Brocháveis (por Celso Gutfreind)

Jair Bolsonaro, o
Jair Bolsonaro, o "imbrochável" (Foto: Alan Santos/PR)

Celso Gutfreind (*)

Brochar é um dos atos mais humanos, senão o maior, ao revelar a humanidade à beira de uma situação-limite da sua existência. Onde há um não, um quase, um fica para a próxima tentativa. E tentar é tudo o que podemos. Brochar revela a verdade de que somos frágeis, falíveis, desejosos e capazes do nosso máximo encontro, caso não tivéssemos brochado. Mas brochamos e, se brochamos, faz parte. Se nos dispomos a olhar o que houve – ou não houve -, encontramos a parte mais verdadeira do que podemos querer. Já, quando não brochamos, alcançamos o todo a que, às vezes, temos direito. E devemos cuidar, durante a sua efemeridade. Tudo é efêmero, inclusive a potência, essa metáfora da vida.

Não brochar é bravata concreta de fanáticos ou atores pornográficos, é adentrar a arrogância e a penúria. Brochar traz, paradoxalmente, um clima de erotismo, já que, no fundo, estamos na corda bamba, essa é a verdade da onipotência que o ignora, como se a vida não fosse à beira da morte, e não houvesse um fim. Vejamos os atletas, os maiores deles. Um Neymar, um Messi, um Nadal. Perdem. Brocham. Até Pelé. São humanos, cessadas as galácticas performances dos seus melhores dias. E, mais do que ninguém, goleiros sabem brochar: pintos encolhidos, engolem frangos. Depois, levantam. É do jogo, quando é digno, honesto, capaz de reconhecer adversários e disputar com eles, sem destruí-los. Tem símbolo, é mais luta livre (como era) do que MMA, como é.

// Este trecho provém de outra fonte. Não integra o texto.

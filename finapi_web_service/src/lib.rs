pub mod errors;
pub mod handlers;
pub mod routes;
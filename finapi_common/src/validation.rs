/// **Basic input validation for a tax id**
///
/// Checks for:
/// - An empty string.
pub fn is_valid_tax_id(tax_id: &str) -> bool {
    !tax_id.trim().is_empty()
}

/// **Basic input validation for an account holder's name**
///
/// Checks for:
/// - An empty string.
pub fn is_valid_name(name: &str) -> bool {
    !name.trim().is_empty()
}
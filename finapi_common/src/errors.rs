use rust_decimal::Decimal;
use thiserror::Error;

/// **An application-specific error type**
///
/// All variants are request-level validation failures: they surface to the
/// caller with a 400-class status and are never fatal to the process.
#[derive(Debug, Error, PartialEq)]
pub enum LedgerError {
    #[error("Customer not found: \"{0}\"")]
    CustomerNotFound(String),

    #[error("Customer already exists: \"{0}\"")]
    AlreadyExists(String),

    #[error("Insufficient funds on account \"{tax_id}\": requested {requested}")]
    InsufficientFunds { tax_id: String, requested: Decimal },

    #[error("Invalid date: \"{0}\"; expected YYYY-MM-DD")]
    InvalidDate(String),
}

pub const EMPTY_TAX_ID_MSG: &str = "Tax id cannot be empty.";
pub const EMPTY_NAME_MSG: &str = "Name cannot be empty.";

Para Vinícius de Moraes, um antigo, só a zona sul brochava, mas, poeta ainda, alcançava o sentido figurado. Na verdade, brocha-se ao norte, a leste, a oeste, a rosa dos ventos é brochável, em todas as direções. Até mesmo Aquiles brochava, pelo calcanhar, Deus-homem, mulher, humano. Nós perdemos, nós perdemos sempre – disse outro poeta das antigas. Na psicanálise e fora dela, saber perder pode ser o ganho maior.

Há um novo sentido figurado nisso, o que falta aos imbrocháveis. Esses, além de não brocharem, não abstraem e, a rigor, jamais reconhecem a existência do outro. Infelizmente, estão por aí – por aqui -, entre a violência, a barbárie, a arrogância. Não aceitam a verdade, que, às vezes, brocha. Eles, nunca, porque mentem. Sempre.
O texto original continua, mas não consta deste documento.